Chemical potential for the use of gcmc

Dear all,

I wonder how to decide the chemical potential for the use of gcmc.

For the gcmc fix, the chemical potential, mu, is needed.

To my knowledge, the value of chemical potential at certain temperature or pressure can not be calculated and only delta chemical potential can be obtained. For now, I am using the keyword, pressure without exact value of “mu”, which enables to run gcmc.

I would like to know what the “mu”, gcmc command requests, is between the specific chemical potential and delta chemical potential.

Also, In any case, I wonder how other users calculate “mu” value.

Thirdly, the manual says that the keyword, pressure, is used, the “mu” will be ignored. So, if I use the keyword, do I need to care the value of "mu?

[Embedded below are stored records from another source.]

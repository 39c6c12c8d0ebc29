// Copyright 2025 Johann Kempter
//
// Licensed under the Apache License, Version 2.0 (the "License");
// you may not use this file except in compliance with the License.
// You may obtain a copy of the License at
//
//     http://www.apache.org/licenses/LICENSE-2.0
//
// Unless required by applicable law or agreed to in writing, software
// distributed under the License is distributed on an "AS IS" BASIS,
// WITHOUT WARRANTIES OR CONDITIONS OF ANY KIND, either express or implied.
// See the License for the specific language governing permissions and
// limitations under the License.
//
// SPDX-License-Identifier: Apache-2.0

#![doc(html_no_source)]
#![deny(missing_docs)]
#![deny(unsafe_code)]

//! # cilheaps
//!
//! A byte-exact builder for the four variable-length heaps of ECMA-335 metadata:
//! `#Strings`, `#US`, `#GUID` and `#Blob`.
//!
//! Every value requested while emitting metadata tables is interned once and receives a
//! stable handle immediately. Once all tables are written, the heaps are sealed and
//! serialized into a single, 4-byte aligned block ready to be placed behind the metadata
//! root of a PE image.
//!
//! ## Features
//!
//! - **Content deduplication** - Equal values always share one heap entry
//! - **Suffix folding** - `#Strings` entries that are suffixes of another entry share its bytes
//! - **Stable handles** - `#US`, `#GUID` and `#Blob` handles never change after interning
//! - **Delta generations** - Heaps can continue after those of previous edit-and-continue
//!   generations via [`HeapStartOffsets`]
//! - **Typestate** - Interning after sealing does not compile
//!
//! ## Quick Start
//!
//! ```rust
//! use cilheaps::prelude::*;
//!
//! let mut builder = MetadataHeapsBuilder::new();
//! let foo = builder.get_or_add_string("Foo")?;
//! let oo = builder.get_or_add_string("oo")?;
//! let hello = builder.get_or_add_user_string("Hello, World!")?;
//! let signature = builder.get_or_add_blob(&[0x00, 0x00, 0x01])?;
//!
//! let sealed = builder.finalize()?;
//! assert_eq!(sealed.string_offset(oo)?, sealed.string_offset(foo)? + 1);
//! assert_eq!(sealed.user_string_offset(hello), 1);
//! assert_eq!(sealed.blob_offset(signature), 1);
//!
//! let heaps = sealed.write_heaps()?;
//! assert_eq!(heaps.data().len() % 4, 0);
//! # Ok::<(), cilheaps::Error>(())
//! ```
//!
//! ## Architecture
//!
//! - [`prelude`] - Convenient re-exports of commonly used types
//! - [`metadata::heaps`] - The individual heaps, handles and the append buffer
//! - [`metadata::builder`] - The building and sealed states and the serialized output
//! - [`utils`] - Compressed integer encoding and alignment helpers
//! - [`Error`] and [`Result`] - Error handling
//!
//! ## Standards Compliance
//!
//! The heap layouts follow **ECMA-335** (6th edition), partition II, §24.2.2 to §24.2.5.
//!
//! ### References
//!
//! - [ECMA-335 Standard](https://ecma-international.org/wp-content/uploads/ECMA-335_6th_edition_june_2012.pdf) - Official CLI specification
//!
//! ## Logging
//!
//! The crate reports heap statistics through the [`log`] facade: a `debug` summary when
//! sealing and writing, and a `trace` record for every folded string. No logger is installed
//! by the library itself.
//!
//! ## Error Handling
//!
//! All fallible operations return [`Result<T, Error>`](Result):
//!
//! ```rust
//! use cilheaps::{Error, MetadataHeapsBuilder};
//!
//! let mut builder = MetadataHeapsBuilder::new();
//! match builder.get_or_add_user_string("literal") {
//!     Ok(handle) => println!("Stored at {}", handle),
//!     Err(Error::CompressedOverflow(length)) => println!("Too long: {}", length),
//!     Err(e) => println!("Error: {}", e),
//! }
//! ```
//!
//! ## Development and Testing
//!
//! ### Fuzzing
//!
//! ```bash
//! # Install fuzzing tools
//! cargo install cargo-fuzz
//!
//! # Run fuzzer
//! cargo +nightly fuzz run heaps
//! ```
//!
//! ### Benchmarks
//!
//! ```bash
//! cargo bench --bench heaps
//! ```

#[macro_use]
pub(crate) mod error;

/// Convenient re-exports of the most commonly used types.
///
/// ```rust
/// use cilheaps::prelude::*;
///
/// let mut builder = MetadataHeapsBuilder::with_start_offsets(HeapStartOffsets::new());
/// let handle: BlobHandle = builder.get_or_add_blob(&[0x01])?;
/// assert!(!handle.is_nil());
/// # Ok::<(), cilheaps::Error>(())
/// ```
pub mod prelude;

/// Building and serialization of the metadata heaps.
pub mod metadata;

/// Compressed integer encoding and heap alignment helpers.
pub mod utils;

/// `cilheaps` Result type
///
/// A type alias for [`std::result::Result<T, Error>`] where the error type is always [`Error`].
pub type Result<T> = std::result::Result<T, Error>;

/// `cilheaps` Error type
///
/// The main error type for all operations in this crate.
pub use error::Error;

/// Entry point and output types of the heap builder.
///
/// See [`metadata::builder`] for the life cycle of a builder.
pub use metadata::builder::{MetadataHeapsBuilder, SealedHeaps, SerializedHeaps, StreamLayout};

/// Heap identifiers, sizes, start offsets and handles.
pub use metadata::heaps::{
    BlobHandle, ConstantValue, GuidHandle, HeapIndex, HeapSizes, HeapStartOffsets, StringHandle,
    UserStringHandle,
};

Thank you for your advice in advance!

Seunghwan

As you indicate, chemical potential is always defined relative to some arbitrary reference. LAMMPS uses a fairly standard definition based on the thermal de Broglie wavelength \Lambda*, but in order to find what range of values works for your application, the best thing is to first use a couple of very small values, sufficient to generate a low pressure vapor phase with different pressures. In this limit, the average pressure p or density rho will be approximatley proportional to exp(mu/kT). Note that this simple relationship between p and mu does not hold for dense phases, and so more effort is required.

Aidan

\Lambda = Sqrt(h^2 / (2 \Pi m k T)
P_{ideal} \Lambda^3 = k T exp(mu / k T)

Thank you, Aidan

To be clear, (I see the wired character in front of Lambda)

Lambda = Sqrt(h^2 / (2PimkT)

P_{ideal}Lambda^3 = k T* exp(mu/(k*T))

Is this right?

In addition, could you provide the reference of this equation?

I sincerely appreciate your help!

Seunghwan

This is as far as I am willing to go. If you need to know more, look at the code, read a text book and do your own testing with low pressures gases.

Dear Aidan,

I wonder that the keyword -pressure in fix gcmc still can be used in the case of multicomponent system.

If yes, the partial pressure depending on its composition in mixtures should be used for individual components?

I understood that multiple fix gcmc command should be used - one fix gcmc for one component.

The pressure keyword just allows you to specify chemical potential in different units:

“The gas reservoir pressure can be specified using the pressure keyword, in which case the user-specified chemical potential is ignored. For non-ideal gas reservoirs, the user may also specify the fugacity coefficient using the fugacity_coeff keyword.”

If you specify multiple gcmc fixes, each fix will perform GCMC moves on a single atom type or molecular type. Think of this as a system that is brought in to thermodynamic equilibrium with multiple reservoirs, each consisting of a single species. The MD system exchanges substance, but not thermal energy or volume with each reservoir. The thermodynamic state of each reservoir is specified by two thermosynamic variables, one of which is temperature, and the other is related to chemical potential. The reservoir temperature is specified by the fix (hopefully close to the average temperature of the MD system, otherwise you are doing a strange simulation). The second thermodynamic variable is one of the following:

A. Chemical potential
B. Pressure, using pressure keyword, assumes reservoir is an ideal gas
C . Fugacity = pressure * fugacity_coefficient, using both pressure and fugacity_coeff keywords

What is fugacity? Well, it is proportional to exp(mu/kT), with prefactor determined by requirement that fugacity/pressure -> 1 as mu -> -Infinity (ideal gas limit).

Aidan

Thanks, it is a good explanation, Aidan,

You said,

“Think of this as a system that is brought in to thermodynamic equilibrium with multiple reservoirs, each consisting of a single species.”

I understood this.

What I am trying to build up is multicomponent system in nanopore from bulk initial composition. I am curious about how I can control the composition. I guess that it can be done with chemical potential or fugacities. Of course, I know that the composition in nanopore is going to be different from that of the bulk. Normally, the fugacity coefficient and the chemical potential of a certain component in multicomponent system are not simply obtained from molefractionchemical potential or molefractionfugacity (chemical potential and fugacity in a single component system). Therefore, even though the system is under thermodynamic equilibrium with multiple reservoirs, each consisting of a single species, the chemical potential and the fugacity coefficients in the individual reservoirs should not use those in a single component system but those considering multicomponent effect, right?

I have learned never to disregard questions that end in “right?”. I think you are really asking how to specify the mu’s that correspond to a desired bulk composition. Instead of trying to find some simple relationship, which is impossible, except for an ideal gas mixture, just do the calibration directly. Try out different mu’s in a bulk simulation and see what compositions you get. Interpolate on those to estimate the mu’s for your desired composition, iterate until you are close enough.